(Bloomberg) -- A former Apple Inc. chip executive sued for allegedly betraying the iPhone maker by launching a startup and poaching its employees accused the technology giant of doing the same to him.
Gerard Williams III, who last year left his job as lead chip architect at Apple and co-founded Nuvia Inc., fired back with his own claims against his former employer. He says Apple tried to stop his firm from hiring its engineers while simultaneously recruiting staff from Nuvia.
Apple’s lawsuit is designed to “suffocate the creation of new technologies and solutions by a new business, and to diminish the freedom of entrepreneurs to seek out more fulfilling work,” according to a filing by Williams late Thursday in state court in San Jose, California.
In January, Williams failed to persuade a judge to dismiss Apple’s complaint accusing him of using company resources to create an idea for Nuvia in violation of a contract.
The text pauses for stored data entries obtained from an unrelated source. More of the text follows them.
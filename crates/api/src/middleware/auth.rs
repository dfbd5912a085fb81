//! Session-backed authentication extractor for Axum handlers.

use axum::extract::FromRequestParts;
use axum::http::header::AUTHORIZATION;
use axum::http::request::Parts;
use filegate_core::error::CoreError;
use filegate_core::session::SessionIdentity;
use filegate_core::types::{SessionId, UserId};

use crate::error::AppError;
use crate::state::AppState;

/// Authenticated caller extracted from an `Authorization: Bearer <token>` header.
///
/// Extraction runs the full [`AuthGuard`](crate::auth::guard::AuthGuard)
/// check, so a handler taking `AuthUser` only runs for a live session:
///
/// ```ignore
/// async fn my_handler(user: AuthUser) -> AppResult<Json<()>> {
///     tracing::info!(user_id = %user.user_id, session_id = %user.session_id, "handling request");
///     Ok(Json(()))
/// }
/// ```
#[derive(Debug, Clone)]
pub struct AuthUser {
    pub user_id: UserId,
    /// The session the presented access token is bound to.
    pub session_id: SessionId,
}

impl AuthUser {
    pub fn identity(&self) -> SessionIdentity {
        SessionIdentity {
            user_id: self.user_id.clone(),
            session_id: self.session_id,
        }
    }
}

impl FromRequestParts<AppState> for AuthUser {
    type Rejection = AppError;

    async fn from_request_parts(
        parts: &mut Parts,
        state: &AppState,
    ) -> Result<Self, Self::Rejection> {
        let token = parts
            .headers
            .get(AUTHORIZATION)
            .and_then(|v| v.to_str().ok())
            .and_then(|v| v.strip_prefix("Bearer "))
            .map(str::trim)
            .filter(|t| !t.is_empty())
            .ok_or_else(|| AppError::Core(CoreError::Unauthorized("No token provided".into())))?;

        let identity = state.guard.authenticate(token).await?;

        Ok(AuthUser {
            user_id: identity.user_id,
            session_id: identity.session_id,
        })
    }
}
The Cupertino, California-based company declined to comment on Williams’s latest filing, which couldn’t immediately be confirmed in court records though it was verified by a Nuvia spokesman.
Read More: Apple Gains Footing in Court Feud With Ex-Executive Turned Rival
Nuvia is developing a chip to power cloud servers. Williams, who spent nearly a decade at Apple, says he raised the possibility of developing such technology years ago, but the idea was rejected by then-Chief Executive Officer Steve Jobs, who died in 2011, and by Johny Srouji, who’s now Apple’s head of hardware technology, because they thought it would detract from the company’s work on consumer facing technology. Apple continues to hold that position today, according to Williams.
After Nuvia launched, Apple’s Vice President of Silicon Engineering Sribalan Santhanam warned of “consequences” if the startup continued hiring Apple engineers, according to Williams. He also alleges the iPhone maker monitored his conversations with Apple employees and that its human resources department used a “heavy-handed campaign” to keep staff from talking to him.
Williams claims he’s maintained the appropriate distance with his former employer and colleagues since leaving. Williams said Apple’s Anand Shimpi sent him numerous texts after Williams left the company, including material marked “Apple Confidential” in an April conversation. Williams said he told Shimpi this was “inappropriate and unwelcome,” according to the filing. Apple didn’t immediately respond to a query about Shimpi.
Williams says Apple went to great lengths to keep him from leaving, including an offer from Srouji for a six-month paid sabbatical to stay. At a going-away party, the company gave Williams a one-off iPad engraved with signatures from top Apple executives, according to the filing.
The case is Apple Inc. v. Williams III, 19-cv-352866, California Superior Court, Santa Clara County (San Jose).